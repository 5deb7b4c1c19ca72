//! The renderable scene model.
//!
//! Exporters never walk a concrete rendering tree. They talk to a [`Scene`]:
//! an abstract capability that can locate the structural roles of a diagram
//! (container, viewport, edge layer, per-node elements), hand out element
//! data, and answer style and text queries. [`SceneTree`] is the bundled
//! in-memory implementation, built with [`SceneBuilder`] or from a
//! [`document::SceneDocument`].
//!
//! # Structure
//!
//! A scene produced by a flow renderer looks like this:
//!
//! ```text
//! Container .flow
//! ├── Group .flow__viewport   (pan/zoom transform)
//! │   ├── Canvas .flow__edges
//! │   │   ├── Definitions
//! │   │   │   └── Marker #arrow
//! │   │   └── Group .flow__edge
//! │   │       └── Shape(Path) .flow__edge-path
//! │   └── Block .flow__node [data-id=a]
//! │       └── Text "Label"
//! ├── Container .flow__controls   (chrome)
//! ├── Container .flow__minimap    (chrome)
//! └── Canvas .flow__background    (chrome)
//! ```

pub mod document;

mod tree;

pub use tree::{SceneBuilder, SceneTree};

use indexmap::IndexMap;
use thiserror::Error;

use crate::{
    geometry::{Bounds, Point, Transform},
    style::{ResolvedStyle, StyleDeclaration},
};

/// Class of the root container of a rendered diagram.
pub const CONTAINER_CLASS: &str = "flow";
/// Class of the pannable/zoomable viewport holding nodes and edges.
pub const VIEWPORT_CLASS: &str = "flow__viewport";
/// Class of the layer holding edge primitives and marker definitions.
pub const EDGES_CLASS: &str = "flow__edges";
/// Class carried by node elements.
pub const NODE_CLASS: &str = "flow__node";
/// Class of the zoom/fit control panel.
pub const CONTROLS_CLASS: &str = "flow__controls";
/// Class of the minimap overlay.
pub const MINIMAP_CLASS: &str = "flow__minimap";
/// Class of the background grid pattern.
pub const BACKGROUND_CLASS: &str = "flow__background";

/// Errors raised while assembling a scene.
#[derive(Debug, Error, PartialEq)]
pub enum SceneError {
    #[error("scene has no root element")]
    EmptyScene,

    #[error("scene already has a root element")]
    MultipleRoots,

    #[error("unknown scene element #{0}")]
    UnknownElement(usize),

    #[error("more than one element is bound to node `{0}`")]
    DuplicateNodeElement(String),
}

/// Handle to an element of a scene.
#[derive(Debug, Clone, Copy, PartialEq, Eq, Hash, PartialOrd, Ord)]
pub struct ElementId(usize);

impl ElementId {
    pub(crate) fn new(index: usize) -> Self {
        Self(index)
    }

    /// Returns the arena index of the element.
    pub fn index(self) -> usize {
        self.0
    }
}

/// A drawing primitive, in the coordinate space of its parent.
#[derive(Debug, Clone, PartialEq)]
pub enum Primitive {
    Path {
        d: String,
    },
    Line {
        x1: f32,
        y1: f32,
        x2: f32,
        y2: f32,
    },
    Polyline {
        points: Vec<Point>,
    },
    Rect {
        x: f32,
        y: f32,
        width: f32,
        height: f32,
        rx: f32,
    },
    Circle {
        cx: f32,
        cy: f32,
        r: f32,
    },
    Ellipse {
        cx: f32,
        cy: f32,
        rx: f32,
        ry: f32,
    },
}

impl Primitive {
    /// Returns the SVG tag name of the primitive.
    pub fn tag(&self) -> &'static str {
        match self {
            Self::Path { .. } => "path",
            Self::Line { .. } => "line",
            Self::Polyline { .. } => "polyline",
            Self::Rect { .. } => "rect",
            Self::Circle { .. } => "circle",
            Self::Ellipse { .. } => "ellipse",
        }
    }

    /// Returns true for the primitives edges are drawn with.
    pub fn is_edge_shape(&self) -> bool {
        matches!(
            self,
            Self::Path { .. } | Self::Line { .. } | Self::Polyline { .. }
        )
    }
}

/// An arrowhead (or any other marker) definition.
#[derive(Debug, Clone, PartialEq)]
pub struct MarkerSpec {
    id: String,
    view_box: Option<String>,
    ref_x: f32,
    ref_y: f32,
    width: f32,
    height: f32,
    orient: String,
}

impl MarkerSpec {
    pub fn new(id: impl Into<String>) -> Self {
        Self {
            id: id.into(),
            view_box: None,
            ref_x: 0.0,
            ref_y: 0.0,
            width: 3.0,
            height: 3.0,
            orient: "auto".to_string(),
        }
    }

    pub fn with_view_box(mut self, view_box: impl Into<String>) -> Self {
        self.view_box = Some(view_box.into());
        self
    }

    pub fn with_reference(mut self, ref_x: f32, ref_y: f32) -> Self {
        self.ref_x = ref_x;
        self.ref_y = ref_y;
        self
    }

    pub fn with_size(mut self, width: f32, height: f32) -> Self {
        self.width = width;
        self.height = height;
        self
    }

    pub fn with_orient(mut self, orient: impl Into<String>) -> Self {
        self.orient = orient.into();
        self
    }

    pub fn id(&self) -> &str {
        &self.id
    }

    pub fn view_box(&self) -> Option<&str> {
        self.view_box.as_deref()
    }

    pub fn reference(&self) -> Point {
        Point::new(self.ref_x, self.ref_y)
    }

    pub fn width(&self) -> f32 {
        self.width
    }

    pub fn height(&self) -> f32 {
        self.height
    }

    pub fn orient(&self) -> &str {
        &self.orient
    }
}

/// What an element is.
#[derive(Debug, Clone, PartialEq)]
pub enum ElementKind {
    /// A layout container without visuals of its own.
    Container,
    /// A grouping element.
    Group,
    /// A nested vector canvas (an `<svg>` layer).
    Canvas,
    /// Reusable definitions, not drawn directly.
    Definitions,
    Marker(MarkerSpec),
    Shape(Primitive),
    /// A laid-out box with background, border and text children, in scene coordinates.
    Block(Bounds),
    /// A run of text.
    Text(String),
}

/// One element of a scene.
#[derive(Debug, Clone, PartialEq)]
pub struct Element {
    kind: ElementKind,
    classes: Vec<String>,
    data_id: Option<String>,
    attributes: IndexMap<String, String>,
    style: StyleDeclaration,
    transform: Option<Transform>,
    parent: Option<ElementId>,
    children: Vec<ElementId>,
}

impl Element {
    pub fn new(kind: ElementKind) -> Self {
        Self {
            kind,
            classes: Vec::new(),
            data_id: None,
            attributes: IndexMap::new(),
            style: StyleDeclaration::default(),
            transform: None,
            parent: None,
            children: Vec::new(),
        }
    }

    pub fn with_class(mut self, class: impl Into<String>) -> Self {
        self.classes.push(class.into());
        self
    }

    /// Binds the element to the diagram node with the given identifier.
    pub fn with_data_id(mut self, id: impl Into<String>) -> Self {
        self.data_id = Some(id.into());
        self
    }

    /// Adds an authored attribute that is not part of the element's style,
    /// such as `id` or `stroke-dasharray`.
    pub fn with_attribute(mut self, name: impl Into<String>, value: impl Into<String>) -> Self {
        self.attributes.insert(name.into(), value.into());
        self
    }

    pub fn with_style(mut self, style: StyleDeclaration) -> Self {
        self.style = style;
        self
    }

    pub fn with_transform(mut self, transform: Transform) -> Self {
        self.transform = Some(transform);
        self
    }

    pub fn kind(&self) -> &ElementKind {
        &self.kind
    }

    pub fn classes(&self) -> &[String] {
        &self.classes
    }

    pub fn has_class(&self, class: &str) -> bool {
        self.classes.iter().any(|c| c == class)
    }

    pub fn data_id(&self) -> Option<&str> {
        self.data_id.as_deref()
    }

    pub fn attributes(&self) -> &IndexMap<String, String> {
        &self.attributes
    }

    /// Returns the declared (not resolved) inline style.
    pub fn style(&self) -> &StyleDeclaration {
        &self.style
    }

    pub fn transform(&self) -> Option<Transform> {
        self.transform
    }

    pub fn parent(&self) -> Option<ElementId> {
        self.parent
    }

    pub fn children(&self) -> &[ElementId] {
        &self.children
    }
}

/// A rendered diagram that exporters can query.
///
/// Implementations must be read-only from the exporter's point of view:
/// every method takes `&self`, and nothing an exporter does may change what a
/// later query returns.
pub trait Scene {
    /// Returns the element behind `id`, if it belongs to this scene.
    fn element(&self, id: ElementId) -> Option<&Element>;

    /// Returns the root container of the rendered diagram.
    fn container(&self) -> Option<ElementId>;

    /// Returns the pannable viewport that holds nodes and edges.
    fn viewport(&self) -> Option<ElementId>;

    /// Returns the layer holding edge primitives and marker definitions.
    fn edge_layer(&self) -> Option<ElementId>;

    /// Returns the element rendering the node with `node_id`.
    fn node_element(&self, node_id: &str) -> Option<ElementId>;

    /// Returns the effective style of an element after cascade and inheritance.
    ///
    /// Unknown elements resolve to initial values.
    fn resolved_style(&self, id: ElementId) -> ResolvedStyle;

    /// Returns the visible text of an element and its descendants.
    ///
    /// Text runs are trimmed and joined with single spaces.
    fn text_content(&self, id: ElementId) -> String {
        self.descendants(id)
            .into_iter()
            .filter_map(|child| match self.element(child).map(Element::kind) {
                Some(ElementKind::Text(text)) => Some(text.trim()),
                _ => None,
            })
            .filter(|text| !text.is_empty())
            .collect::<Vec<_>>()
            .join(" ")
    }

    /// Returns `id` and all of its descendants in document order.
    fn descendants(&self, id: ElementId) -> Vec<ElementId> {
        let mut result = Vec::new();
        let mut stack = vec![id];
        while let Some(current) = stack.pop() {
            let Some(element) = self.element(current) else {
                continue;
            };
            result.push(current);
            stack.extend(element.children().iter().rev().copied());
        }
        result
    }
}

* * * * * * *

• **The task**: Each line of the entries holding the string "enum" should be found and copied.

• **Result**:
pub enum SceneError {
pub enum Primitive {
pub enum ElementKind {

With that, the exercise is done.